= Amber Aguirre =

American ceramic sculptor

Amber Aguirre (born 1958) is an American ceramic sculptor. She was born to Holocaust survivors.
Aguirre received a BFA in ceramics from the University of Southern California in 1981, an MA in art education from San Jose State University in 1990, and a master of library and information science degree from San José State University in 1996.
She currently lives and works in Kailua-Kona, Hawaii.

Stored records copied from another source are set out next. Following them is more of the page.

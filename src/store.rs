//! SRS store and the learner's progress aggregate.
//!
//! `Progress` is the single serializable state object the persistence
//! collaborator loads and saves. Nothing in this crate holds it globally;
//! every operation takes it (or its store) as an explicit parameter and
//! the calling layer serializes all writes.

use std::collections::HashMap;

use chrono::NaiveDate;
use serde::{Deserialize, Serialize};
use tracing::debug;

use crate::catalog::Catalog;
use crate::types::{Badge, HistoryEntry, Profile, SrsRecord};

/// Scheduling records keyed by item id.
///
/// Records are created here (one per catalog item, box 1, due today) and
/// mutated only by [`crate::scheduler::Leitner::record_answer`]. They are
/// never deleted.
#[derive(Debug, Clone, Default, PartialEq, Eq, Serialize, Deserialize)]
#[serde(transparent)]
pub struct SrsStore {
    records: HashMap<String, SrsRecord>,
}

impl SrsStore {
    /// Fresh store with one record per catalog item.
    pub fn initialize(catalog: &Catalog, today: NaiveDate) -> Self {
        let records = catalog
            .items()
            .iter()
            .map(|item| (item.id.clone(), SrsRecord::new(today)))
            .collect();
        Self { records }
    }

    pub fn get(&self, id: &str) -> Option<&SrsRecord> {
        self.records.get(id)
    }

    pub(crate) fn get_mut(&mut self, id: &str) -> Option<&mut SrsRecord> {
        self.records.get_mut(id)
    }

    pub fn len(&self) -> usize {
        self.records.len()
    }

    pub fn is_empty(&self) -> bool {
        self.records.is_empty()
    }

    pub fn iter(&self) -> impl Iterator<Item = (&str, &SrsRecord)> {
        self.records.iter().map(|(id, rec)| (id.as_str(), rec))
    }
}

/// Everything the trainer persists for one learner: profile counters, the
/// SRS store, and the daily points history.
#[derive(Debug, Clone, PartialEq, Eq, Serialize, Deserialize)]
pub struct Progress {
    pub profile: Profile,
    pub store: SrsStore,
    pub history: Vec<HistoryEntry>,
}

impl Progress {
    /// Initial progress for a learner the persistence collaborator has
    /// nothing saved for.
    pub fn new(catalog: &Catalog, today: NaiveDate) -> Self {
        Self {
            profile: Profile::new(today),
            store: SrsStore::initialize(catalog, today),
            history: Vec::new(),
        }
    }

    /// Backfill records for catalog items this progress has never seen.
    ///
    /// Lets a saved profile pick up items added to the catalog after the
    /// save was written. Existing records are left untouched.
    pub fn ensure_records(&mut self, catalog: &Catalog, today: NaiveDate) {
        let mut added = 0usize;
        for item in catalog.items() {
            self.store
                .records
                .entry(item.id.clone())
                .or_insert_with(|| {
                    added += 1;
                    SrsRecord::new(today)
                });
        }
        if added > 0 {
            debug!(added, "backfilled records for new catalog items");
        }
    }

    /// Add earned points, merging into today's history entry when there
    /// is one.
    pub fn add_points(&mut self, points: u32, today: NaiveDate) {
        self.profile.points += points;
        match self.history.last_mut() {
            Some(last) if last.date == today => last.points += points,
            _ => self.history.push(HistoryEntry {
                date: today,
                points,
            }),
        }
    }

    /// Keep the daily streak up to date.
    ///
    /// Same-day calls are no-ops; exactly one day since the last activity
    /// extends the streak; any other gap restarts it at 1.
    pub fn touch_streak(&mut self, today: NaiveDate) {
        if self.profile.last_active == today {
            return;
        }
        let gap = (today - self.profile.last_active).num_days();
        self.profile.streak = if gap == 1 { self.profile.streak + 1 } else { 1 };
        self.profile.last_active = today;
    }

    /// Award a badge once; returns false when it was already earned.
    pub fn award_badge(&mut self, id: &str, title: &str) -> bool {
        if self.profile.badges.iter().any(|b| b.id == id) {
            return false;
        }
        self.profile.badges.push(Badge {
            id: id.to_string(),
            title: title.to_string(),
        });
        true
    }
}
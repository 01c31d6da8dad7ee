//! Vocabulary catalog: seed format, template expansion, builtin deck.
//!
//! Seeds are authored once; templates carrying a `{CITY}`, `{PLACE}` or
//! `{NAME}` placeholder are expanded against substitution tables into one
//! concrete item per value. The result is validated and immutable for the
//! life of the program.

use std::collections::HashMap;

use serde::{Deserialize, Serialize};

use crate::error::{CatalogError, Result};
use crate::types::{ItemKind, VocabItem};

/// Placeholder markers recognized in seed templates.
const PLACEHOLDERS: [&str; 3] = ["{CITY}", "{PLACE}", "{NAME}"];

/// A seed entry as authored; `template` holds exactly one placeholder.
#[derive(Debug, Clone, PartialEq, Eq, Serialize, Deserialize)]
pub struct Seed {
    pub id: String,
    pub target_text: String,
    pub gloss_text: String,
    #[serde(skip_serializing_if = "Option::is_none")]
    pub ipa: Option<String>,
    pub kind: ItemKind,
    #[serde(skip_serializing_if = "Option::is_none")]
    pub template: Option<String>,
}

impl Seed {
    pub fn new(id: &str, target_text: &str, gloss_text: &str, kind: ItemKind) -> Self {
        Self {
            id: id.to_string(),
            target_text: target_text.to_string(),
            gloss_text: gloss_text.to_string(),
            ipa: None,
            kind,
            template: None,
        }
    }

    pub fn with_ipa(mut self, ipa: &str) -> Self {
        self.ipa = Some(ipa.to_string());
        self
    }

    pub fn with_template(mut self, template: &str) -> Self {
        self.template = Some(template.to_string());
        self
    }
}

/// Value tables the catalog substitutes into seed templates.
#[derive(Debug, Clone, PartialEq, Eq, Serialize, Deserialize)]
pub struct SubstitutionTables {
    pub cities: Vec<String>,
    pub places: Vec<String>,
    pub names: Vec<String>,
}

impl Default for SubstitutionTables {
    fn default() -> Self {
        fn owned(values: &[&str]) -> Vec<String> {
            values.iter().map(|v| v.to_string()).collect()
        }
        Self {
            cities: owned(&["Paris", "Lyon", "Marseille", "Bordeaux", "Lille"]),
            places: owned(&[
                "la gare",
                "les toilettes",
                "le musée",
                "la pharmacie",
                "l’hôtel",
            ]),
            names: owned(&["Anna", "Emily", "Sarah", "Jessica", "Kate"]),
        }
    }
}

impl SubstitutionTables {
    /// Find the placeholder a template uses and the table serving it.
    fn table_for<'a>(&'a self, template: &str) -> Option<(&'static str, &'a [String])> {
        PLACEHOLDERS
            .into_iter()
            .find(|marker| template.contains(marker))
            .map(|marker| {
                let table = match marker {
                    "{CITY}" => &self.cities,
                    "{PLACE}" => &self.places,
                    _ => &self.names,
                };
                (marker, table.as_slice())
            })
    }
}

/// Immutable, validated collection of vocabulary items.
#[derive(Debug, Clone)]
pub struct Catalog {
    items: Vec<VocabItem>,
    index: HashMap<String, usize>,
}

impl Catalog {
    /// Expand seeds into concrete items.
    ///
    /// Template seeds yield one item per table value, with id
    /// `<baseId>-<value>` and the placeholder substituted into the surface
    /// text. Plain seeds pass through unchanged. Output order follows seed
    /// order, then table order, so ids and ordering are stable across
    /// runs.
    pub fn expand(seeds: Vec<Seed>, tables: &SubstitutionTables) -> Result<Self> {
        let mut items = Vec::with_capacity(seeds.len());

        for seed in seeds {
            match &seed.template {
                Some(template) => {
                    let (marker, values) = tables.table_for(template).ok_or_else(|| {
                        CatalogError::UnknownPlaceholder {
                            id: seed.id.clone(),
                            template: template.clone(),
                        }
                    })?;
                    if values.is_empty() {
                        return Err(CatalogError::EmptyTable {
                            id: seed.id.clone(),
                            placeholder: marker.to_string(),
                        });
                    }
                    for value in values {
                        items.push(VocabItem {
                            id: format!("{}-{}", seed.id, value),
                            target_text: template.replace(marker, value),
                            gloss_text: seed.gloss_text.clone(),
                            ipa: seed.ipa.clone(),
                            kind: seed.kind,
                        });
                    }
                }
                None => items.push(VocabItem {
                    id: seed.id,
                    target_text: seed.target_text,
                    gloss_text: seed.gloss_text,
                    ipa: seed.ipa,
                    kind: seed.kind,
                }),
            }
        }

        Self::from_items(items)
    }

    fn from_items(items: Vec<VocabItem>) -> Result<Self> {
        let mut index = HashMap::with_capacity(items.len());
        for (pos, item) in items.iter().enumerate() {
            if index.insert(item.id.clone(), pos).is_some() {
                return Err(CatalogError::DuplicateId {
                    id: item.id.clone(),
                });
            }
        }
        Ok(Self { items, index })
    }

    /// The builtin A2–B1 travel deck.
    pub fn builtin() -> Self {
        Self::expand(builtin_seeds(), &SubstitutionTables::default())
            .expect("builtin seed data is valid")
    }

    pub fn get(&self, id: &str) -> Option<&VocabItem> {
        self.index.get(id).map(|&pos| &self.items[pos])
    }

    /// Items in catalog order.
    pub fn items(&self) -> &[VocabItem] {
        &self.items
    }

    pub fn len(&self) -> usize {
        self.items.len()
    }

    pub fn is_empty(&self) -> bool {
        self.items.is_empty()
    }
}

/// Builtin seed list: common A2–B1 words and phrases, with IPA samples
/// where the pronunciation is worth hinting.
pub fn builtin_seeds() -> Vec<Seed> {
    use ItemKind::{Phrase, Verb, Word};

    vec![
        Seed::new("w1", "bonjour", "hello", Word).with_ipa("/bɔ̃.ʒuʁ/"),
        Seed::new("w2", "merci", "thank you", Word).with_ipa("/mɛʁ.si/"),
        Seed::new("w3", "s’il vous plaît", "please", Phrase).with_ipa("/sil vu plɛ/"),
        Seed::new("w4", "je m’appelle", "my name is", Phrase)
            .with_ipa("/ʒə ma.pɛl/")
            .with_template("je m’appelle {NAME}"),
        Seed::new("w5", "j’habite à", "I live in", Phrase)
            .with_ipa("/ʒa.bit a/")
            .with_template("j’habite à {CITY}"),
        Seed::new("w6", "pouvez-vous répéter", "can you repeat", Phrase)
            .with_ipa("/pu.ve vu ʁe.pe.te/"),
        Seed::new("w7", "hier", "yesterday", Word),
        Seed::new("w8", "demain", "tomorrow", Word),
        Seed::new("w9", "toujours", "always", Word),
        Seed::new("w10", "souvent", "often", Word),
        Seed::new("w11", "parler", "to speak", Verb),
        Seed::new("w12", "manger", "to eat", Verb),
        Seed::new("w13", "boire", "to drink", Verb),
        Seed::new("w14", "aller", "to go", Verb),
        Seed::new("w15", "venir", "to come", Verb),
        Seed::new("w16", "je voudrais", "I would like", Phrase),
        Seed::new("w17", "combien ça coûte", "how much is it", Phrase),
        Seed::new("w18", "où est", "where is", Phrase).with_template("où est {PLACE}"),
        Seed::new("w19", "aujourd’hui", "today", Word),
        Seed::new("w20", "désolé", "sorry", Word).with_ipa("/de.zo.le/"),
    ]
}

#[cfg(test)]
mod tests {
    use pretty_assertions::assert_eq;

    use super::*;

    #[test]
    fn plain_seeds_pass_through() {
        let seeds = vec![Seed::new("w1", "bonjour", "hello", ItemKind::Word)];
        let catalog = Catalog::expand(seeds, &SubstitutionTables::default()).unwrap();
        assert_eq!(catalog.len(), 1);
        let item = catalog.get("w1").unwrap();
        assert_eq!(item.target_text, "bonjour");
        assert_eq!(item.kind, ItemKind::Word);
    }

    #[test]
    fn city_template_expands_to_one_item_per_city() {
        let seeds = vec![
            Seed::new("w5", "j'habite à", "I live in", ItemKind::Phrase)
                .with_template("j'habite à {CITY}"),
        ];
        let catalog = Catalog::expand(seeds, &SubstitutionTables::default()).unwrap();

        assert_eq!(catalog.len(), 5);
        let ids: Vec<&str> = catalog.items().iter().map(|i| i.id.as_str()).collect();
        assert_eq!(
            ids,
            vec!["w5-Paris", "w5-Lyon", "w5-Marseille", "w5-Bordeaux", "w5-Lille"]
        );
        for item in catalog.items() {
            assert!(!item.target_text.contains("{CITY}"));
        }
        assert_eq!(
            catalog.get("w5-Paris").unwrap().target_text,
            "j'habite à Paris"
        );
    }

    #[test]
    fn expansion_keeps_gloss_ipa_and_kind() {
        let seeds = vec![
            Seed::new("w4", "je m'appelle", "my name is", ItemKind::Phrase)
                .with_ipa("/ʒə ma.pɛl/")
                .with_template("je m'appelle {NAME}"),
        ];
        let catalog = Catalog::expand(seeds, &SubstitutionTables::default()).unwrap();
        let item = catalog.get("w4-Anna").unwrap();
        assert_eq!(item.gloss_text, "my name is");
        assert_eq!(item.ipa.as_deref(), Some("/ʒə ma.pɛl/"));
        assert_eq!(item.kind, ItemKind::Phrase);
    }

    #[test]
    fn duplicate_ids_are_rejected() {
        let seeds = vec![
            Seed::new("w1", "bonjour", "hello", ItemKind::Word),
            Seed::new("w1", "salut", "hi", ItemKind::Word),
        ];
        let err = Catalog::expand(seeds, &SubstitutionTables::default()).unwrap_err();
        assert!(matches!(err, CatalogError::DuplicateId { id } if id == "w1"));
    }

    #[test]
    fn unknown_placeholder_is_rejected() {
        let seeds = vec![
            Seed::new("w9", "je mange", "I eat", ItemKind::Phrase)
                .with_template("je mange {FOOD}"),
        ];
        let err = Catalog::expand(seeds, &SubstitutionTables::default()).unwrap_err();
        assert!(matches!(err, CatalogError::UnknownPlaceholder { .. }));
    }

    #[test]
    fn empty_table_is_rejected() {
        let tables = SubstitutionTables {
            cities: vec![],
            ..SubstitutionTables::default()
        };
        let seeds = vec![
            Seed::new("w5", "j'habite à", "I live in", ItemKind::Phrase)
                .with_template("j'habite à {CITY}"),
        ];
        let err = Catalog::expand(seeds, &tables).unwrap_err();
        assert!(matches!(err, CatalogError::EmptyTable { .. }));
    }

    #[test]
    fn builtin_deck_expands_deterministically() {
        let a = Catalog::builtin();
        let b = Catalog::builtin();
        // 17 plain seeds + 3 templates x 5 values
        assert_eq!(a.len(), 32);
        assert_eq!(a.items(), b.items());
        assert!(a.get("w18-la gare").is_some());
        assert!(a.get("w4-Kate").is_some());
    }
}
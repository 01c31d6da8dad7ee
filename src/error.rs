//! Error types for vocab-core.

use thiserror::Error;

/// Result type alias using CatalogError.
pub type Result<T> = std::result::Result<T, CatalogError>;

/// Errors that can occur while building a catalog from seed data.
///
/// These surface authoring mistakes once, at catalog load. Runtime
/// scheduler and scorer operations are infallible and degrade gracefully
/// instead (unknown ids are ignored, short pools return short results).
#[derive(Debug, Error)]
pub enum CatalogError {
    #[error("duplicate item id: {id}")]
    DuplicateId { id: String },

    #[error("seed {id}: template {template:?} contains no known placeholder")]
    UnknownPlaceholder { id: String, template: String },

    #[error("seed {id}: substitution table for {placeholder} is empty")]
    EmptyTable { id: String, placeholder: String },
}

Disabled by Amber Aguirre, 2016, Honolulu Museum of Art

She is best known for creating human and anthropomorphic figures with a surface created by a technique of her own invention, which she calls "naked fauxku". By employing a high fire, oxygenated atmosphere without reduction, a surface similar to naked raku is produced. Disabled, in the collection of the Honolulu Museum of Art, portrays a seated nude female figure with an anvil in place of her left foot. It was created shortly after the artist underwent surgery on her ankle. This porcelain sculpture demonstrates the surface typical of Aguirre's work as well as her sculpture's whimsy. The Benyamini Contemporary Ceramics Center (Tel Aviv, Israel), the Hawaii State Art Museum, the Honolulu Museum of Art, the International Ceramics Studio (Kecscemet, Hungary), and the Kellogg Art Gallery (Cal Poly University, Pomona, California) are among the public collections holding works by Amber Aguirre.